Lung volumes by standardized spirometry and information on covariates were collected on 15 792 Atherosclerosis Risk in Communities (ARIC) cohort participants in 1987-89. Incident HF was ascertained from hospital records and death certificates up to 2005 in 13 660 eligible participants. Over an average follow-up of 14.9 years, 1369 (10%) participants developed new-onset HF. The age- and height-adjusted hazard ratios (HRs) for HF increased monotonically over descending quartiles of FEV(1) for both genders, race groups, and smoking status.
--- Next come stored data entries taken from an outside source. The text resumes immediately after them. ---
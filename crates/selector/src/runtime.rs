//! Async drivers
//!
//! [`run_selector`] feeds page events into a controller and fires its grace
//! timer. [`spawn_dispatcher`] drains the controller's outbox so the event
//! loop never waits on tab opening.

use std::sync::Arc;

use browser::{dispatch_open_links, DirectOpener, LinkChannel, OpenLinksRequest};
use dom::PageDocument;
use tokio::sync::mpsc;
use tokio::task::JoinHandle;
use tokio::time::{sleep_until, Instant};

use crate::controller::SelectionController;
use crate::input::PageEvent;

/// Drive `controller` until the event stream closes or the page unloads.
///
/// A released selection still in its grace window when the stream closes is
/// dispatched at its deadline; only an unload drops it. The controller is
/// detached on exit and handed back.
pub async fn run_selector<P: PageDocument>(
    mut controller: SelectionController<P>,
    mut events: mpsc::Receiver<PageEvent>,
) -> SelectionController<P> {
    loop {
        let deadline = controller.next_deadline();

        tokio::select! {
            event = events.recv() => {
                let Some(event) = event else {
                    tracing::debug!("Page event stream closed");
                    if let Some(deadline) = controller.next_deadline() {
                        sleep_until(deadline).await;
                        controller.fire_due(deadline);
                    }
                    break;
                };
                let unload = matches!(event, PageEvent::Unload);
                controller.handle(event, Instant::now());
                if unload {
                    break;
                }
            }
            _ = wait_for(deadline) => {
                controller.fire_due(Instant::now());
            }
        }
    }

    controller.detach();
    controller
}

async fn wait_for(deadline: Option<Instant>) {
    match deadline {
        Some(deadline) => sleep_until(deadline).await,
        None => std::future::pending().await,
    }
}

/// Deliver every outbox request through `channel`, or `direct` as fallback.
///
/// Requests are handled one at a time in arrival order. The task ends once
/// the controller owning the sender is dropped.
pub fn spawn_dispatcher(
    mut outbox: mpsc::UnboundedReceiver<OpenLinksRequest>,
    channel: Option<Arc<dyn LinkChannel>>,
    direct: Arc<dyn DirectOpener>,
) -> JoinHandle<()> {
    tokio::spawn(async move {
        while let Some(request) = outbox.recv().await {
            let report =
                dispatch_open_links(channel.as_deref(), direct.as_ref(), request.urls).await;
            tracing::debug!(
                "Dispatch via {:?}: {} opened, {} failed",
                report.route,
                report.opened,
                report.failed
            );
        }
        tracing::debug!("Link dispatcher stopped");
    })
}

#[cfg(test)]
mod tests {
    use super::*;
    use crate::config::SelectorConfig;
    use crate::input::Modifiers;
    use async_trait::async_trait;
    use browser::{DispatchError, OpenLinksRequest};
    use dom::{Document, DomRect};
    use std::sync::Mutex;
    use std::time::Duration;
    use tokio::sync::mpsc::error::TryRecvError;

    fn alt() -> Modifiers {
        Modifiers {
            alt: true,
            ..Default::default()
        }
    }

    fn page() -> Document {
        let mut doc = Document::new("https://ex.com/").unwrap();
        doc.add_link("/a", DomRect::new(10.0, 10.0, 20.0, 20.0)).unwrap();
        doc.add_link("/b", DomRect::new(40.0, 10.0, 20.0, 20.0)).unwrap();
        doc
    }

    fn start() -> (
        mpsc::Sender<PageEvent>,
        mpsc::UnboundedReceiver<OpenLinksRequest>,
        JoinHandle<SelectionController<Document>>,
    ) {
        let (outbox_tx, outbox_rx) = mpsc::unbounded_channel();
        let mut controller = SelectionController::new(page(), SelectorConfig::default(), outbox_tx);
        controller.attach(false);

        let (events_tx, events_rx) = mpsc::channel(16);
        let task = tokio::spawn(run_selector(controller, events_rx));
        (events_tx, outbox_rx, task)
    }

    async fn drag(events: &mpsc::Sender<PageEvent>) {
        events.send(PageEvent::down(0.0, 0.0, alt())).await.unwrap();
        events.send(PageEvent::moved(100.0, 50.0)).await.unwrap();
        events.send(PageEvent::up(100.0, 50.0)).await.unwrap();
    }

    #[tokio::test(start_paused = true)]
    async fn test_commit_fires_after_grace_delay() {
        let (events, mut outbox, task) = start();
        let started = Instant::now();

        drag(&events).await;
        let request = outbox.recv().await.unwrap();

        assert!(started.elapsed() >= Duration::from_millis(500));
        assert_eq!(
            request.urls,
            vec!["https://ex.com/a".to_string(), "https://ex.com/b".to_string()]
        );

        drop(events);
        let controller = task.await.unwrap();
        assert!(!controller.is_attached());
        assert!(controller.highlighted().is_empty());
    }

    #[tokio::test(start_paused = true)]
    async fn test_escape_in_grace_window_cancels() {
        let (events, mut outbox, task) = start();

        drag(&events).await;
        tokio::time::sleep(Duration::from_millis(100)).await;
        events.send(PageEvent::key("Escape")).await.unwrap();
        tokio::time::sleep(Duration::from_secs(2)).await;

        assert_eq!(outbox.try_recv(), Err(TryRecvError::Empty));

        events.send(PageEvent::Unload).await.unwrap();
        let controller = task.await.unwrap();
        assert!(controller.page().overlay().is_none());
        assert!(controller.highlighted().is_empty());
    }

    #[tokio::test(start_paused = true)]
    async fn test_unload_during_grace_window_drops_commit() {
        let (events, mut outbox, task) = start();

        drag(&events).await;
        events.send(PageEvent::Unload).await.unwrap();
        let controller = task.await.unwrap();

        assert!(!controller.has_pending());
        tokio::time::sleep(Duration::from_secs(2)).await;
        assert_eq!(outbox.try_recv(), Err(TryRecvError::Empty));
    }

    #[tokio::test(start_paused = true)]
    async fn test_stream_close_during_grace_window_still_dispatches() {
        let (events, mut outbox, task) = start();
        let started = Instant::now();

        drag(&events).await;
        drop(events);
        let controller = task.await.unwrap();

        assert!(started.elapsed() >= Duration::from_millis(500));
        assert!(!controller.has_pending());
        assert!(!controller.is_attached());
        assert!(controller.highlighted().is_empty());
        assert_eq!(outbox.try_recv().unwrap().urls.len(), 2);
    }

    struct BrokenChannel;

    #[async_trait]
    impl LinkChannel for BrokenChannel {
        async fn send(&self, _request: OpenLinksRequest) -> Result<(), DispatchError> {
            Err(DispatchError::ChannelClosed)
        }
    }

    fn recorder() -> (Arc<Mutex<Vec<String>>>, Arc<dyn DirectOpener>) {
        let opened = Arc::new(Mutex::new(Vec::new()));
        let sink = opened.clone();
        let direct: Arc<dyn DirectOpener> =
            Arc::new(move |url: &str| -> Result<(), DispatchError> {
                sink.lock().unwrap().push(url.to_string());
                Ok(())
            });
        (opened, direct)
    }

    #[tokio::test]
    async fn test_dispatcher_falls_back_to_direct() {
        let (tx, rx) = mpsc::unbounded_channel();
        let (opened, direct) = recorder();
        let channel: Arc<dyn LinkChannel> = Arc::new(BrokenChannel);
        let task = spawn_dispatcher(rx, Some(channel), direct);

        tx.send(OpenLinksRequest::new(vec!["https://ex.com/1".into()]))
            .unwrap();
        tx.send(OpenLinksRequest::new(vec![
            "https://ex.com/2".into(),
            "https://ex.com/3".into(),
        ]))
        .unwrap();
        drop(tx);
        task.await.unwrap();

        assert_eq!(
            *opened.lock().unwrap(),
            vec!["https://ex.com/1", "https://ex.com/2", "https://ex.com/3"]
        );
    }

    #[tokio::test]
    async fn test_dispatcher_prefers_channel() {
        let (tx, rx) = mpsc::unbounded_channel();
        let (link_tx, mut link_rx) = mpsc::channel(4);
        let (opened, direct) = recorder();
        let channel: Arc<dyn LinkChannel> = Arc::new(browser::InProcessChannel::new(link_tx));
        let task = spawn_dispatcher(rx, Some(channel), direct);

        tx.send(OpenLinksRequest::new(vec!["https://ex.com/1".into()]))
            .unwrap();
        drop(tx);
        task.await.unwrap();

        assert_eq!(link_rx.recv().await.unwrap().urls, vec!["https://ex.com/1"]);
        assert!(opened.lock().unwrap().is_empty());
    }
}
After multivariable adjustment for traditional cardiovascular risk factors and height, the HRs [95% confidence intervals (CIs)] of HF comparing the lowest with the highest quartile of FEV(1) were 3.91 (2.40-6.35) for white women, 3.03 (2.12-4.33) for white men, 2.11 (1.33-3.34) for black women, and 2.23 (1.37-3.59) for black men. The association weakened but remained statistically significant after additional adjustment for systemic markers of inflammation. The multivariable adjusted incidence of HF was higher in those with FEV(1)/forced vital capacity <70% vs. ≥70%: HR 1.44 (95% CI 1.20-1.74) among men and 1.40 (1.13-1.72) among women. A consistent and positive association with HF was seen for self-reported diagnosis of emphysema and chronic obstructive pulmonary disease, but not for asthma.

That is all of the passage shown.